##### Task inputs

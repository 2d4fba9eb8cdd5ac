//! Contract tests for the HTTP backend against mock services.

use std::time::Duration;

use serde_json::json;
use shorts_client::{ClientConfig, GenerationBackend, HttpBackend, RetrievalPolicy, ServiceEndpoints, ServiceError};
use shorts_models::wire::{
    CreateVideoRequest, ImageOptions, ImageRequest, PromptsRequest, ScriptRequest, VoiceoverRequest,
};
use shorts_models::{FilenameBase, SessionId};
use wiremock::matchers::{body_json, method, path, path_regex};
use wiremock::{Mock, MockServer, ResponseTemplate};

fn backend_for(server: &MockServer, attempts: u32) -> HttpBackend {
    HttpBackend::new(ClientConfig {
        endpoints: ServiceEndpoints::single(server.uri()),
        request_timeout: Some(Duration::from_secs(5)),
        retrieval: RetrievalPolicy {
            attempts,
            interval: Duration::from_millis(10),
        },
    })
    .unwrap()
}

fn image_request() -> ImageRequest {
    let session = SessionId::from_string("Gen31337");
    let name = FilenameBase::with_salt(&session, "k9x2pq", 0);
    ImageRequest::new("Iguazu Falls at sunset", &ImageOptions::default(), &name)
}

#[tokio::test]
async fn test_generate_prompts_sends_idea_and_count() {
    let server = MockServer::start().await;
    Mock::given(method("POST"))
        .and(path("/generate-prompts"))
        .and(body_json(json!({ "video_idea": "volcanoes", "num_prompts": 2 })))
        .respond_with(ResponseTemplate::new(200).set_body_json(json!({
            "prompts": ["Lava river at night", "  Ash cloud over a village  "]
        })))
        .expect(1)
        .mount(&server)
        .await;

    let prompts = backend_for(&server, 1)
        .generate_prompts(&PromptsRequest {
            video_idea: "volcanoes".into(),
            num_prompts: 2,
        })
        .await
        .unwrap();

    assert_eq!(prompts, vec!["Lava river at night", "Ash cloud over a village"]);
}

#[tokio::test]
async fn test_empty_prompts_are_an_empty_result() {
    let server = MockServer::start().await;
    Mock::given(method("POST"))
        .and(path("/generate-prompts"))
        .respond_with(ResponseTemplate::new(200).set_body_json(json!({ "prompts": [] })))
        .mount(&server)
        .await;

    let err = backend_for(&server, 1)
        .generate_prompts(&PromptsRequest {
            video_idea: "volcanoes".into(),
            num_prompts: 5,
        })
        .await
        .unwrap_err();

    assert!(err.is_empty_result());
}

#[tokio::test]
async fn test_error_body_details_are_surfaced() {
    let server = MockServer::start().await;
    Mock::given(method("POST"))
        .and(path("/generate-script"))
        .respond_with(ResponseTemplate::new(500).set_body_json(json!({
            "error": "Failed to generate script",
            "details": "upstream timeout"
        })))
        .mount(&server)
        .await;

    let err = backend_for(&server, 1)
        .generate_script(&ScriptRequest {
            video_idea: "volcanoes".into(),
        })
        .await
        .unwrap_err();

    assert_eq!(err.http_status(), Some(500));
    assert!(err.to_string().contains("Failed to generate script: upstream timeout"));
}

#[tokio::test]
async fn test_image_request_and_retrieval_with_freshness_token() {
    let server = MockServer::start().await;
    Mock::given(method("POST"))
        .and(path("/v1/generation/text-to-image"))
        .and(body_json(json!({
            "prompt": "Iguazu Falls at sunset",
            "style_selections": ["Fooocus V2"],
            "performance_selection": "Speed",
            "aspect_ratios_selection": "768*1344",
            "save_name": "Gen31337_k9x2pq_1"
        })))
        .respond_with(ResponseTemplate::new(202))
        .expect(1)
        .mount(&server)
        .await;
    Mock::given(method("GET"))
        .and(path_regex(r"^/output/\d{4}-\d{2}-\d{2}/Gen31337_k9x2pq_1-0\.png$"))
        .respond_with(ResponseTemplate::new(200).set_body_bytes(vec![0x89, 0x50, 0x4e, 0x47]))
        .expect(1)
        .mount(&server)
        .await;

    let backend = backend_for(&server, 1);
    let request = image_request();
    backend.request_image(&request).await.unwrap();
    let url = backend.retrieve_image(&request).await.unwrap();

    assert!(url.starts_with(&format!("{}/output/", server.uri())));
    assert!(url.contains("Gen31337_k9x2pq_1-0.png?t="));

    let requests = server.received_requests().await.unwrap();
    let get = requests.iter().find(|r| r.method.to_string() == "GET").unwrap();
    assert!(get.url.query_pairs().any(|(k, _)| k == "t"));
}

#[tokio::test]
async fn test_image_request_failure_is_http_error() {
    let server = MockServer::start().await;
    Mock::given(method("POST"))
        .and(path("/v1/generation/text-to-image"))
        .respond_with(ResponseTemplate::new(422).set_body_string("bad aspect ratio"))
        .mount(&server)
        .await;

    let err = backend_for(&server, 1)
        .request_image(&image_request())
        .await
        .unwrap_err();

    assert!(matches!(err, ServiceError::Http { status: 422, .. }));
}

#[tokio::test]
async fn test_missing_image_is_retrieval_error_after_all_attempts() {
    let server = MockServer::start().await;
    Mock::given(method("GET"))
        .and(path_regex(r"^/output/.*-0\.png$"))
        .respond_with(ResponseTemplate::new(404))
        .expect(3)
        .mount(&server)
        .await;

    let err = backend_for(&server, 3)
        .retrieve_image(&image_request())
        .await
        .unwrap_err();

    assert!(matches!(err, ServiceError::Retrieval(_)));
}

#[tokio::test]
async fn test_voiceover_requires_filename() {
    let server = MockServer::start().await;
    Mock::given(method("POST"))
        .and(path("/generate-voiceover"))
        .and(body_json(json!({ "script": "Hello", "save_name": "Gen31337_aaaaaa" })))
        .respond_with(ResponseTemplate::new(200).set_body_json(json!({
            "message": "queued"
        })))
        .mount(&server)
        .await;

    let err = backend_for(&server, 1)
        .generate_voiceover(&VoiceoverRequest {
            script: "Hello".into(),
            save_name: "Gen31337_aaaaaa".into(),
        })
        .await
        .unwrap_err();

    assert!(err.is_empty_result());
}

#[tokio::test]
async fn test_create_video_falls_back_to_dated_path() {
    let server = MockServer::start().await;
    Mock::given(method("POST"))
        .and(path("/create-video"))
        .and(body_json(json!({
            "unique_id": "Gen31337",
            "image_order": ["Gen31337_k9x2pq_2", "Gen31337_k9x2pq_1"]
        })))
        .respond_with(ResponseTemplate::new(200).set_body_json(json!({
            "success": true,
            "video_filename": "Gen31337_speed1_0_output.mp4"
        })))
        .mount(&server)
        .await;

    let video = backend_for(&server, 1)
        .create_video(&CreateVideoRequest {
            unique_id: "Gen31337".into(),
            image_order: vec!["Gen31337_k9x2pq_2".into(), "Gen31337_k9x2pq_1".into()],
        })
        .await
        .unwrap();

    assert_eq!(video.filename, "Gen31337_speed1_0_output.mp4");
    assert!(video.url.starts_with(&format!("{}/output/", server.uri())));
    assert!(video.url.contains("/Gen31337_speed1_0_output.mp4?t="));
}

#[tokio::test]
async fn test_create_video_reported_failure() {
    let server = MockServer::start().await;
    Mock::given(method("POST"))
        .and(path("/create-video"))
        .respond_with(ResponseTemplate::new(200).set_body_json(json!({
            "success": false,
            "error": "No MP3 file found"
        })))
        .mount(&server)
        .await;

    let err = backend_for(&server, 1)
        .create_video(&CreateVideoRequest {
            unique_id: "Gen31337".into(),
            image_order: Vec::new(),
        })
        .await
        .unwrap_err();

    assert!(err.to_string().contains("No MP3 file found"));
}

#[tokio::test]
async fn test_each_retrieval_attempt_gets_a_new_freshness_token() {
    let server = MockServer::start().await;
    Mock::given(method("GET"))
        .and(path_regex(r"^/output/\d{4}-\d{2}-\d{2}/Gen31337_k9x2pq_1-0\.png$"))
        .respond_with(ResponseTemplate::new(404))
        .up_to_n_times(1)
        .expect(1)
        .mount(&server)
        .await;
    Mock::given(method("GET"))
        .and(path_regex(r"^/output/\d{4}-\d{2}-\d{2}/Gen31337_k9x2pq_1-0\.png$"))
        .respond_with(ResponseTemplate::new(200))
        .expect(1)
        .mount(&server)
        .await;

    let url = backend_for(&server, 2)
        .retrieve_image(&image_request())
        .await
        .unwrap();

    let requests = server.received_requests().await.unwrap();
    let tokens: Vec<String> = requests
        .iter()
        .filter(|r| r.url.path().ends_with("Gen31337_k9x2pq_1-0.png"))
        .map(|r| {
            r.url
                .query_pairs()
                .find(|(k, _)| k == "t")
                .map(|(_, v)| v.into_owned())
                .unwrap()
        })
        .collect();

    assert_eq!(tokens.len(), 2);
    assert_ne!(tokens[0], tokens[1]);
    assert!(url.ends_with(&format!("?t={}", tokens[1])));
}

#[tokio::test]
async fn test_malformed_body_is_json_error() {
    let server = MockServer::start().await;
    Mock::given(method("POST"))
        .and(path("/generate-script"))
        .respond_with(ResponseTemplate::new(200).set_body_string("<html>maintenance</html>"))
        .mount(&server)
        .await;

    let err = backend_for(&server, 1)
        .generate_script(&ScriptRequest {
            video_idea: "volcanoes".into(),
        })
        .await
        .unwrap_err();

    assert!(matches!(err, ServiceError::Json(_)));
    assert!(!err.is_retryable());
}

##########

How to complete this task
In the data above, which lines include "matches"? Return those lines.

Answer section
    assert!(matches!(err, ServiceError::Http { status: 422, .. }));
    assert!(matches!(err, ServiceError::Retrieval(_)));
    assert!(matches!(err, ServiceError::Json(_)));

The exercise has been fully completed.